A distributed team doesn’t evoke the same cognitive biases. Instead it places everyone on the team on equal footing. With a distributed team, you won’t find hierarchy in the label or a power center engrained in the descriptor. When using remote team and local team, the emphasis is on the key differentiator, the location. That is not the case when referring to a distributed team. Instead, the implication is that everyone has their place, and it’s important to the team to solve its problems as a single unit. Another perspective is that working as part of a distributed team enables everyone to act as if nobody on the team shares a location with other members. This forces positive, inclusive behaviors.
To revisit the examples above, distributed teams don’t optimize for micro-efficiencies. Instead, they identify problems and solutions inclusively. The outcome is a far more capable team that has a comprehensive understanding of a problem’s nuances. The team leverages this to create more-effective solutions, which in turn bolster the strength of development, delivery, and future iteration. The strong outcome isn’t just present in the project at hand. It builds a basis that helps everyone on the team anticipate future challenges.
How we walk the talk
At Upwork, we have engineering teams that exist as fully distributed entities. This means that no members work in the same location as any other members. Leadership, developers, and QA are all distributed. We do have product managers and designers who are located in the same geographic market, but they might or might not be physically in the same office during the course of a week. Our distributed engineering teams own significant chunks of our architecture and user-facing pages. The teams are responsible for the system architecture, delivery of our features, performance, maintainability, bugs, and responding to site incidents. It is critically important that these distributed teams are effective so that we can meet our goals.
Our teams need to be continually mindful of how they are operating. Regardless of location, operating efficiency is always a topic of conversation. After all, there’s continuous business pressure to move fast. At the same time, it’s dangerous when decisions are made that optimize for efficiency at the expense of inclusion. As I mentioned above, this begins to fracture the team. An engineer’s perspective provides a ton of value in early research and design conversations. Additionally, involving QA in these same conversations from the beginning expands the team’s capability beyond functional testing. Keeping the entire team involved is a huge aspect of developing and maintaining a successful team.
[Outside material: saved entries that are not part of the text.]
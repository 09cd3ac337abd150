//! Backend-independent animation timeline
//!
//! A [`Choreography`] is an ordered list of tweens and cues with relative start
//! positions. The browser layer turns it into a GSAP timeline; tests resolve it
//! with [`Choreography::schedule`] and replay the cues by hand.

use serde_json::{Map, Value, json};

use super::sequencer::TransitionPhase;

/// CSS length used by the tweened properties
#[derive(Debug, Clone, Copy, PartialEq)]
pub enum Length {
    Px(f32),
    Percent(f32),
}

impl Length {
    pub fn css(&self) -> String {
        match self {
            Length::Px(v) => format!("{v}px"),
            Length::Percent(v) => format!("{v}%"),
        }
    }
}

/// HSL color (hue in degrees, saturation and lightness in percent)
#[derive(Debug, Clone, Copy, PartialEq)]
pub struct Hsl {
    pub hue: f32,
    pub saturation: f32,
    pub lightness: f32,
}

impl Hsl {
    pub fn css(&self) -> String {
        format!("hsl({}, {}%, {}%)", self.hue, self.saturation, self.lightness)
    }
}

/// Animatable properties. Unset fields are not touched.
#[derive(Debug, Clone, Copy, PartialEq, Default)]
pub struct Props {
    pub opacity: Option<f32>,
    pub translate_y: Option<Length>,
    pub pointer_events: Option<bool>,
    pub scale_x: Option<f32>,
    pub background: Option<Hsl>,
    /// `--card-translateY-offset` custom property
    pub card_offset: Option<Length>,
    /// `--current-card-rotation-offset` custom property, degrees
    pub card_rotation: Option<f32>,
    /// Y-axis rotation, degrees
    pub rotate_y: Option<f32>,
}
Obviously terminology is just a first step in framing how a distributed team is perceived. Perception—internal and external—can be critical to a strong distributed-team culture and contribute to successful collaboration and team results. Going a step further, we’ll look at the strategies which further cultivate healthy behaviors and improve a team’s effectiveness in the next article, part 2 in this series.
I want to acknowledge and say thank you to my colleagues, Han-Shen Yuan and Barry Enderwick, for their perspectives and support in kickstarting this series.